人間関係の戦場という職場を生き抜く

職場は「人間関係の戦場」でもある

家庭での人間トラブルが大きくなりがちなのは、「人間関係が近いこと」に原因があった。

職場ではどうだろう。

職場の人間関係トラブルの特性は一言で言うと、「(職場とは)本来感情を排除するべき場所である」ことに端を発している。

企業であれ、NPO団体であれ、「組織」は一つの目的を持って活動している。

メーカーなら商品をつくること、小売業なら商品を販売すること、マスコミなら情報を伝えること、そして、それらのことを通じて利益を上げること。

それが目的だ。

そのような目的のある集団作業の場面では、自分の疲労や感情は押し殺し、周囲に合わせて活動することが求められる。

その代価として報酬を得、自分の生活が維持できる。

だから職場でのさまざまな感情や苦痛は「我慢」され、「忘れる対処」を取られることが多いのだ。
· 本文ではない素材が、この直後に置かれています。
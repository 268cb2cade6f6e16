//! Integration tests for the device registry lifecycle.
//!
//! These tests drive a [`DeviceRegistry`] through the public API only, with
//! the in-memory [`MockConnector`] standing in for the gateway.  Time is
//! paused, so the 1 Hz prune task advances only when a test sleeps.

use std::sync::Arc;
use std::time::Duration;

use tokio::sync::broadcast;

use wandlink_core::{encode_frame, CommandSchema, DecodedFrame, DeviceId, Rgb, SensorFrame};
use wandlink_hub::domain::CommandLink;
use wandlink_hub::infrastructure::link::mock::{MockConnector, MockRemote};
use wandlink_hub::{
    ConnectionState, DeviceRegistry, RegistryConfig, RegistryEvent, RemovalReason, SendError,
};

const URL: &str = "ws://gateway.test/";

// ── Helpers ───────────────────────────────────────────────────────────────────

fn frame(id: &str, tap: bool) -> String {
    encode_frame(&DecodedFrame {
        id: DeviceId::new(id),
        sensors: SensorFrame {
            ax: 0x7f,
            ay: 0x80,
            az: 0x81,
            tap,
            ..SensorFrame::default()
        },
    })
}

fn new_registry() -> (DeviceRegistry, MockConnector) {
    let connector = MockConnector::new();
    let registry = DeviceRegistry::new(
        Arc::new(CommandSchema::builtin()),
        RegistryConfig::default(),
        Arc::new(connector.clone()),
    );
    (registry, connector)
}

/// Lets spawned tasks run until they are all waiting.
async fn settle() {
    tokio::time::sleep(Duration::from_millis(1)).await;
}

async fn wait_for_state(events: &mut broadcast::Receiver<RegistryEvent>, wanted: ConnectionState) {
    loop {
        match events.recv().await {
            Ok(RegistryEvent::ConnectionChanged(state)) if state == wanted => return,
            Ok(_) => continue,
            Err(e) => panic!("event stream ended before {wanted}: {e}"),
        }
    }
}

/// Connects and waits until the session is open.
async fn connected() -> (DeviceRegistry, MockConnector, MockRemote) {
    let (registry, connector) = new_registry();
    let mut events = registry.subscribe();
    registry.connect(URL);
    wait_for_state(&mut events, ConnectionState::Open).await;
    let remote = connector.last_remote().expect("session opened");
    (registry, connector, remote)
}

// ── Connection ────────────────────────────────────────────────────────────────

#[tokio::test(start_paused = true)]
async fn test_handshake_is_first_message_after_open() {
    let (registry, _, remote) = connected().await;

    assert_eq!(registry.connection_state(), ConnectionState::Open);
    assert_eq!(remote.url(), URL);
    assert_eq!(remote.sent(), vec!["s"]);
}

#[tokio::test(start_paused = true)]
async fn test_connection_events_follow_state_machine() {
    // Arrange
    let (registry, connector) = new_registry();
    let mut events = registry.subscribe();

    // Act
    registry.connect(URL);
    settle().await;
    connector.last_remote().unwrap().close();
    settle().await;

    // Assert
    let states: Vec<ConnectionState> = std::iter::from_fn(|| events.try_recv().ok())
        .filter_map(|e| match e {
            RegistryEvent::ConnectionChanged(s) => Some(s),
            _ => None,
        })
        .collect();
    assert_eq!(
        states,
        vec![
            ConnectionState::Connecting,
            ConnectionState::Open,
            ConnectionState::Disconnected
        ]
    );
}

// ── Ingestion ─────────────────────────────────────────────────────────────────

#[tokio::test(start_paused = true)]
async fn test_two_joined_frames_yield_two_devices() {
    // Arrange
    let (registry, _, remote) = connected().await;

    // Act
    remote.push(format!("{}\n{}", frame("0001", true), frame("0002", false)));
    settle().await;

    // Assert
    let devices = registry.get_all_devices();
    assert_eq!(devices.len(), 2);
    assert_eq!(devices[0].id.as_str(), "0001");
    assert!(devices[0].sensor_data().tap);
    assert_eq!(devices[1].id.as_str(), "0002");
    assert!(!devices[1].sensor_data().tap);
}

#[tokio::test(start_paused = true)]
async fn test_repeated_frames_do_not_duplicate_devices() {
    let (registry, _, remote) = connected().await;

    for _ in 0..5 {
        remote.push(frame("0001", false));
    }
    remote.push(frame("0001", true));
    settle().await;

    assert_eq!(registry.get_device_count(), 1);
    assert!(registry.get_device("0001").unwrap().sensors.tap);
}

#[tokio::test(start_paused = true)]
async fn test_malformed_frames_leave_registry_unchanged() {
    let (registry, _, remote) = connected().await;
    remote.push(frame("0001", false));
    settle().await;
    let before = registry.get_all_devices();

    remote.push("0001ff");
    remote.push("zz017f80817f80817fff");
    remote.push("\r\n\r\n");
    settle().await;

    assert_eq!(registry.get_all_devices(), before);
}

// ── Pruning ───────────────────────────────────────────────────────────────────

#[tokio::test(start_paused = true)]
async fn test_silent_device_is_pruned_after_timeout() {
    // Arrange
    let (registry, _, remote) = connected().await;
    let mut events = registry.subscribe();
    remote.push(frame("0001", false));
    settle().await;

    // Act: 5 s timeout, checked once per second
    tokio::time::sleep(Duration::from_millis(6500)).await;

    // Assert
    assert_eq!(registry.get_device_count(), 0);
    let removed = std::iter::from_fn(|| events.try_recv().ok()).find(|e| {
        matches!(e, RegistryEvent::DeviceRemoved { reason: RemovalReason::Pruned, .. })
    });
    assert!(removed.is_some());
}

#[tokio::test(start_paused = true)]
async fn test_device_seen_within_window_survives() {
    let (registry, _, remote) = connected().await;
    remote.push(frame("0001", false));
    remote.push(frame("0002", false));
    settle().await;

    // Only 0001 keeps reporting.
    for _ in 0..4 {
        tokio::time::sleep(Duration::from_millis(2000)).await;
        remote.push(frame("0001", false));
        settle().await;
    }

    assert!(registry.get_device("0001").is_some());
    assert!(registry.get_device("0002").is_none());
}

#[tokio::test(start_paused = true)]
async fn test_pruning_continues_after_remote_close() {
    let (registry, _, remote) = connected().await;
    remote.push(frame("0001", false));
    settle().await;

    remote.close();
    settle().await;
    tokio::time::sleep(Duration::from_secs(7)).await;

    assert_eq!(registry.connection_state(), ConnectionState::Disconnected);
    assert_eq!(registry.get_device_count(), 0);
}

#[tokio::test(start_paused = true)]
async fn test_disconnect_stops_pruning() {
    let (registry, _, remote) = connected().await;
    remote.push(frame("0001", false));
    settle().await;

    registry.disconnect();
    tokio::time::sleep(Duration::from_secs(30)).await;

    assert_eq!(registry.get_device_count(), 1);
    assert!(!registry.get_device("0001").unwrap().connected);
}

// ── Commands ──────────────────────────────────────────────────────────────────

#[tokio::test(start_paused = true)]
async fn test_send_to_all_skips_device_without_open_link() {
    // Arrange: 0003 reports before the connection exists, so it has no link
    let (registry, connector) = new_registry();
    registry.handle_message(&frame("0003", false));
    let mut events = registry.subscribe();
    registry.connect(URL);
    wait_for_state(&mut events, ConnectionState::Open).await;
    let remote = connector.last_remote().unwrap();
    remote.push(format!("{}\n{}", frame("0001", false), frame("0002", false)));
    settle().await;
    assert_eq!(registry.get_device_count(), 3);

    // Act
    let sent = registry.send_command_to_all("led", &["ff0000"]);

    // Assert
    assert_eq!(sent, 2);
    assert_eq!(
        remote.sent(),
        vec!["s", "cmd:0001:led:ff0000", "cmd:0002:led:ff0000"]
    );
    assert_eq!(registry.get_device("0001").unwrap().led_color, Rgb::new(255, 0, 0));
    assert_eq!(registry.get_device("0003").unwrap().led_color, Rgb::WHITE);
}

#[tokio::test(start_paused = true)]
async fn test_invalid_commands_send_nothing() {
    let (registry, _, remote) = connected().await;
    remote.push(frame("0001", false));
    settle().await;

    assert!(!registry.send_command_to_device("0001", "brightness", &["300"]));
    assert!(!registry.send_command_to_device("0001", "led", &["red", "extra"]));
    assert!(!registry.send_command_to_device("0001", "teleport", &["now"]));
    assert!(!registry.send_command_to_device("ffff", "led", &["red"]));

    assert_eq!(remote.sent(), vec!["s"]);
}

#[tokio::test(start_paused = true)]
async fn test_commands_fail_after_disconnect() {
    let (registry, _, remote) = connected().await;
    remote.push(frame("0001", false));
    settle().await;

    registry.disconnect();

    assert!(!registry.send_command_to_device("0001", "led", &["red"]));
    assert!(!remote.link().is_open());
    assert_eq!(remote.sent(), vec!["s"]);
}

#[tokio::test(start_paused = true)]
async fn test_vibrate_echo_turns_motor_off_after_duration() {
    let (registry, _, remote) = connected().await;
    remote.push(frame("0001", false));
    settle().await;

    assert!(registry.send_command_to_device("0001", "vibrate", &["250"]));
    assert!(registry.get_device("0001").unwrap().motor_on);

    tokio::time::sleep(Duration::from_millis(300)).await;

    assert!(!registry.get_device("0001").unwrap().motor_on);
    assert_eq!(remote.sent().last().map(String::as_str), Some("cmd:0001:vibrate:250"));
}

#[tokio::test(start_paused = true)]
async fn test_looked_up_device_reads_sensors_and_sends_commands() {
    // Arrange
    let (registry, _, remote) = connected().await;
    remote.push(frame("0001", true));
    settle().await;

    // Act
    let handle = registry.device("0001").expect("device registered");
    let sent = handle.send_command("led", &["blue"]);

    // Assert
    assert!(registry.device("00ab").is_none());
    assert!(handle.sensor_data().unwrap().tap);
    assert!(sent);
    assert_eq!(remote.sent(), vec!["s", "cmd:0001:led:blue"]);
    assert_eq!(handle.snapshot().unwrap().led_color, Rgb::new(0, 0, 255));
}

#[tokio::test(start_paused = true)]
async fn test_device_handle_outlived_by_pruning_reports_unknown() {
    let (registry, _, remote) = connected().await;
    remote.push(frame("0001", false));
    settle().await;
    let handle = registry.devices().pop().expect("one device");

    tokio::time::sleep(Duration::from_secs(7)).await;

    assert!(handle.sensor_data().is_none());
    assert_eq!(
        handle.try_send_command("led", &["red"]),
        Err(SendError::UnknownDevice(DeviceId::new("0001")))
    );
    assert_eq!(remote.sent(), vec!["s"]);
}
しかしそれ以前に、職場というのは、非常にストレスが発生しやすいところだ。

まずはそれを確認しておこう。

というのも、一般的には理想の職場環境がイメージされやすいからだ。

理想を基準にしていると、職場で人間関係がうまくいかない自分を、いたずらに卑下したり、逆に職場に怒りを持ちやすくなる。

そこで、きれいごとではない「職場の本当のところ」をしっかり認識し、そこからスタートすることにしよう。

では、なぜ職場はストレスが発生しやすいのか。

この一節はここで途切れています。